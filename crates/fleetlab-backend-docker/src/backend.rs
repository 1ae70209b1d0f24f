//! `FleetBackend` on a Docker engine
//!
//! Every node is a container; all fleetlab metadata lives in container
//! labels, which Docker cannot change after creation.

// Uses the bollard 0.19 deprecated option structs
#![allow(deprecated)]

use crate::archive::{tar_files, untar_file};
use crate::converter::{self, keepalive_cmd};
use crate::error::{DockerError, PROVIDER, Result, ignore_not_found};
use crate::exec::{exec_collect, exec_interactive};
use crate::naming;
use async_trait::async_trait;
use bollard::Docker;
use bollard::container::{
    Config, CreateContainerOptions, DownloadFromContainerOptions, ListContainersOptions,
    RemoveContainerOptions, StopContainerOptions, UploadToContainerOptions,
};
use bollard::image::{CommitContainerOptions, CreateImageOptions};
use bollard::models::{ContainerConfig, ContainerSummary, HostConfig, VolumeCreateOptions};
use bytes::Bytes;
use chrono::{DateTime, Utc};
use fleetlab_backend::tags::{TAG_EXPIRES, TAG_GROUP, TAG_KIND, TAG_MANAGED, TAG_OWNER, TAG_TEMPLATE, TAG_VOLUME};
use fleetlab_backend::{
    Arch, DEFAULT_PARALLEL_THREADS, DeployRequest, DockerExtra, Expiry, ExpirySystemRecord,
    ExpirySystemSpec, FileUpload, FirewallRule, FirewallSpec, FleetBackend, FleetError, GroupId,
    GroupKind, GroupName, Node, NodeNo, NodeOutput, RunFailure, Subnet, Template, TemplateKey,
    TemplateSpec, Volume, VolumeSpec, for_each_node,
};
use futures_util::stream::{StreamExt, TryStreamExt};
use http_body_util::{Either, Full};
use std::collections::{BTreeMap, BTreeSet, HashMap};

type FleetResult<T> = fleetlab_backend::Result<T>;

const INSTALL_SCRIPT_PATH: &str = "/tmp/fleetlab-install.sh";
const CONNECT_TIMEOUT_SECS: u64 = 120;

pub struct DockerBackend {
    docker: Docker,
}
//! Container and image naming

use fleetlab_backend::{Arch, GroupId, GroupKind, NodeNo, TemplateKey};

const CLUSTER_PREFIX: &str = "fleetlab-";
const CLIENT_PREFIX: &str = "fleetlab_c-";
const IMAGE_PREFIX: &str = "fleetlab-";

/// `fleetlab-<group>_<node>` for clusters, `fleetlab_c-<group>_<node>` for clients
pub fn container_name(group: &GroupId, node: NodeNo) -> String {
    let prefix = match group.kind {
        GroupKind::Cluster => CLUSTER_PREFIX,
        GroupKind::Client => CLIENT_PREFIX,
    };
    format!("{}{}_{}", prefix, group.name, node)
}

/// Kind, group and node encoded in a container name. Docker reports names
/// with a leading `/`.
pub fn parse_container_name(name: &str) -> Option<(GroupKind, String, NodeNo)> {
    let name = name.trim_start_matches('/');
    let (kind, rest) = if let Some(rest) = name.strip_prefix(CLIENT_PREFIX) {
        (GroupKind::Client, rest)
    } else if let Some(rest) = name.strip_prefix(CLUSTER_PREFIX) {
        (GroupKind::Cluster, rest)
    } else {
        return None;
    };
    let (group, node) = rest.rsplit_once('_')?;
    let node: NodeNo = node.parse().ok().filter(|n| *n > 0)?;
    if group.is_empty() {
        return None;
    }
    Some((kind, group.to_string(), node))
}

/// Image repository without tag: `fleetlab-<distro>_<version>_<arch>`
pub fn image_repo(key: &TemplateKey) -> String {
    format!(
        "{}{}_{}_{}",
        IMAGE_PREFIX, key.distribution, key.distro_version, key.arch
    )
}

/// Full image reference: `fleetlab-<distro>_<version>_<arch>:<aerospike-version|client>`
pub fn image_name(key: &TemplateKey) -> String {
    format!("{}:{}", image_repo(key), key.aerospike_version)
}

pub fn parse_image_name(reference: &str) -> Option<TemplateKey> {
    let (repo, tag) = reference.rsplit_once(':')?;
    let rest = repo.strip_prefix(IMAGE_PREFIX)?;
    let mut parts = rest.splitn(3, '_');
    let distribution = parts.next()?;
    let version = parts.next()?;
    let arch: Arch = parts.next()?.parse().ok()?;
    if distribution.is_empty() || version.is_empty() || tag.is_empty() {
        return None;
    }
    Some(TemplateKey::new(distribution, version, tag, arch))
}

/// Base image a template is built from when none is given
pub fn base_image(key: &TemplateKey) -> String {
    format!("{}:{}", key.distribution, key.distro_version)
}

/// Name of the temporary container a template is built in
pub fn builder_name(key: &TemplateKey) -> String {
    format!(
        "fleetlab-builder-{}_{}_{}_{}",
        key.distribution, key.distro_version, key.arch, key.aerospike_version
    )
}

pub fn platform(arch: Arch) -> String {
    format!("linux/{}", arch)
}

#[cfg(test)]
mod tests {
    use super::*;
    use fleetlab_backend::GroupName;

    #[test]
    fn test_container_names() {
        let cluster = GroupId::cluster(GroupName::new("my_dc").unwrap());
        let client = GroupId::client(GroupName::new("load").unwrap());

        assert_eq!(container_name(&cluster, 2), "fleetlab-my_dc_2");
        assert_eq!(container_name(&client, 10), "fleetlab_c-load_10");

        assert_eq!(
            parse_container_name("/fleetlab-my_dc_2"),
            Some((GroupKind::Cluster, "my_dc".to_string(), 2))
        );
        assert_eq!(
            parse_container_name("fleetlab_c-load_10"),
            Some((GroupKind::Client, "load".to_string(), 10))
        );
        assert_eq!(parse_container_name("fleetlab-mydc_0"), None);
        assert_eq!(parse_container_name("fleetlab-mydc"), None);
        assert_eq!(parse_container_name("nginx"), None);
    }

    #[test]
    fn test_image_names() {
        let key = TemplateKey::new("ubuntu", "24.04", "8.0.0.1", Arch::Arm64);
        assert_eq!(image_name(&key), "fleetlab-ubuntu_24.04_arm64:8.0.0.1");
        assert_eq!(parse_image_name(&image_name(&key)), Some(key.clone()));
        assert_eq!(base_image(&key), "ubuntu:24.04");
        assert_eq!(platform(key.arch), "linux/arm64");

        let client = TemplateKey::client("rocky", "9", Arch::Amd64);
        assert_eq!(image_name(&client), "fleetlab-rocky_9_amd64:client");
        assert!(parse_image_name("fleetlab-rocky_9_amd64:client").unwrap().is_client());

        assert_eq!(parse_image_name("ubuntu:24.04"), None);
        assert_eq!(parse_image_name("fleetlab-ubuntu_24.04_sparc:1"), None);
    }
}
/// Decodes a managed instance of `kind`; anything else is skipped
pub fn instance_to_node(instance: &Instance, kind: GroupKind) -> Option<Node> {
    let mut tags: BTreeMap<String, String> = instance
        .metadata_map()
        .into_iter()
        .filter(|(k, _)| !SYSTEM_METADATA.contains(&k.as_str()))
        .collect();
    if !is_managed(&tags, Some(kind)) {
        return None;
    }
    // Written after creation; fall back to the name until it lands
    if !tags.contains_key(TAG_NODE)
        && let Some(node) = node_from_name(&instance.name)
    {
        tags.insert(TAG_NODE.to_string(), node.to_string());
    }

    let machine_type = last_segment(&instance.machine_type).to_string();
    let facts = NodeInstance {
        instance_id: instance.name.clone(),
        private_ip: instance.private_ip(),
        public_ip: instance.public_ip(),
        state: Some(instance_state(&instance.status)),
        arch: Some(Arch::from_is_arm(is_arm_machine(&machine_type))),
        zone: last_segment(&instance.zone).to_string(),
        instance_type: machine_type,
        spot: instance.scheduling.as_ref().is_some_and(|s| {
            s.preemptible || s.provisioning_model.as_deref() == Some("SPOT")
        }),
        firewalls: instance.tags.as_ref().map(|t| t.items.clone()).unwrap_or_default(),
    };
    match node_from_tags(tags, facts) {
        Ok(node) => Some(node),
        Err(e) => {
            tracing::warn!(instance = %instance.name, error = %e, "skipping instance with broken metadata");
            None
        }
    }
}

/// Labels every fleetlab node carries, for server-side filtering
pub fn node_labels(kind: GroupKind, group: &str, owner: &str) -> BTreeMap<String, String> {
    let mut labels = BTreeMap::new();
    labels.insert(TAG_MANAGED.to_string(), "true".to_string());
    labels.insert(TAG_KIND.to_string(), kind.as_str().to_string());
    labels.insert(TAG_GROUP.to_string(), sanitize(group));
    if !owner.is_empty() {
        labels.insert(TAG_OWNER.to_string(), owner.to_string());
    }
    labels
}

pub fn template_image_name(key: &TemplateKey) -> String {
    format!(
        "fleetlab-{}",
        sanitize(&format!(
            "{}-{}-{}-{}",
            key.distribution, key.distro_version, key.arch, key.aerospike_version
        ))
    )
}

pub fn template_labels(key: &TemplateKey) -> BTreeMap<String, String> {
    let mut labels = BTreeMap::new();
    labels.insert(TAG_TEMPLATE.to_string(), "true".to_string());
    labels.insert(TAG_DISTRO.to_string(), key.distribution.clone());
    labels.insert(TAG_ARCH.to_string(), key.arch.as_str().to_string());
    labels
}

/// Image description holding the exact template key
pub fn template_description(key: &TemplateKey) -> Result<String> {
    Ok(serde_json::to_string(key)?)
}

pub fn image_to_template(image: &Image) -> Option<Template> {
    if image.labels.get(TAG_TEMPLATE).map(String::as_str) != Some("true") {
        return None;
    }
    let key: TemplateKey = serde_json::from_str(image.description.as_deref()?).ok()?;
    Some(Template {
        key,
        image_id: image.name.clone(),
        region: "global".to_string(),
        created: image.creation_timestamp.as_deref().and_then(parse_time),
        size_bytes: image
            .disk_size_gb
            .as_deref()
            .and_then(|s| s.parse::<u64>().ok())
            .map(|gb| gb * GIB),
    })
}

pub fn parse_time(value: &str) -> Option<DateTime<Utc>> {
    DateTime::parse_from_rfc3339(value)
        .ok()
        .map(|t| t.with_timezone(&Utc))
}

/// Owner recorded in a rule description
pub fn firewall_description(owner: &str) -> String {
    format!("{}{}", OWNER_PREFIX, owner)
}

fn port_list(rules: &[FirewallPorts]) -> Vec<String> {
    rules
        .iter()
        .flat_map(|rule| {
            if rule.ip_protocol == "all" {
                vec!["all".to_string()]
            } else if rule.ports.is_empty() {
                vec![rule.ip_protocol.clone()]
            } else {
                rule.ports
                    .iter()
                    .map(|p| format!("{}/{}", p, rule.ip_protocol))
                    .collect()
            }
        })
        .collect()
}

pub fn firewall_to_rule(firewall: &Firewall) -> FirewallRule {
    FirewallRule {
        name: firewall.name.clone(),
        network: last_segment(&firewall.network).to_string(),
        allow_ports: port_list(&firewall.allowed),
        deny_ports: port_list(&firewall.denied),
        source_ranges: firewall.source_ranges.clone(),
        owner: firewall
            .description
            .as_deref()
            .and_then(|d| d.strip_prefix(OWNER_PREFIX))
            .unwrap_or_default()
            .to_string(),
        detail: FirewallDetail::Gcp {
            target_tags: firewall.target_tags.clone(),
            direction: firewall.direction.clone().unwrap_or_else(|| "INGRESS".to_string()),
            priority: firewall.priority.unwrap_or(1000),
        },
    }
}

/// `22`, `3000-3005` or `53/udp` as a `--allow` entry
pub fn allow_rule(port: &str) -> Result<String> {
    let invalid = || FleetError::validation(format!("invalid port '{}'", port));
    let (range, protocol) = port.split_once('/').unwrap_or((port, "tcp"));
    if !matches!(protocol, "tcp" | "udp") {
        return Err(invalid());
    }
    let (from, to) = range.split_once('-').unwrap_or((range, range));
    let from: u16 = from.trim().parse().map_err(|_| invalid())?;
    let to: u16 = to.trim().parse().map_err(|_| invalid())?;
    if from > to {
        return Err(invalid());
    }
    Ok(if from == to {
        format!("{}:{}", protocol, from)
    } else {
        format!("{}:{}-{}", protocol, from, to)
    })
}

pub fn source_ranges(ranges: &[String]) -> String {
    if ranges.is_empty() {
        ANYWHERE.to_string()
    } else {
        ranges.join(",")
    }
}

pub fn to_subnet(subnet: &GcpSubnet) -> Subnet {
    let network = last_segment(&subnet.network).to_string();
    Subnet {
        id: subnet.id.clone().unwrap_or_else(|| subnet.name.clone()),
        name: subnet.name.clone(),
        cidr: subnet.ip_cidr_range.clone(),
        network_id: network.clone(),
        is_zone_default: network == "default",
        network_name: network,
        network_cidr: String::new(),
        zone: last_segment(&subnet.region).to_string(),
        auto_public_ip: true,
    }
}

/// Decodes a persistent disk labelled as a fleetlab volume
pub fn disk_to_volume(disk: &Disk) -> Option<Volume> {
    if disk.labels.get(TAG_VOLUME).map(String::as_str) != Some("true") {
        return None;
    }
    Some(Volume {
        name: disk.name.clone(),
        id: disk.id.clone().unwrap_or_else(|| disk.name.clone()),
        zone: last_segment(&disk.zone).to_string(),
        owner: disk.labels.get(TAG_OWNER).cloned().unwrap_or_default(),
        expires: disk
            .labels
            .get(TAG_EXPIRES)
            .and_then(|v| Expiry::parse(v).ok())
            .unwrap_or_default(),
        size_bytes: disk
            .size_gb
            .as_deref()
            .and_then(|s| s.parse::<u64>().ok())
            .map(|gb| gb * GIB),
        created: disk.creation_timestamp.as_deref().and_then(parse_time),
        attached_to: disk.users.iter().map(|u| last_segment(u).to_string()).collect(),
        tags: disk
            .labels
            .iter()
            .filter(|(k, _)| k.as_str() != TAG_MANAGED)
            .map(|(k, v)| (k.clone(), v.clone()))
            .collect(),
    })
}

# # # #

** What is expected **
In the listing, how many lines have the word "Decodes"? Write only that number.

** Exercise answer **
2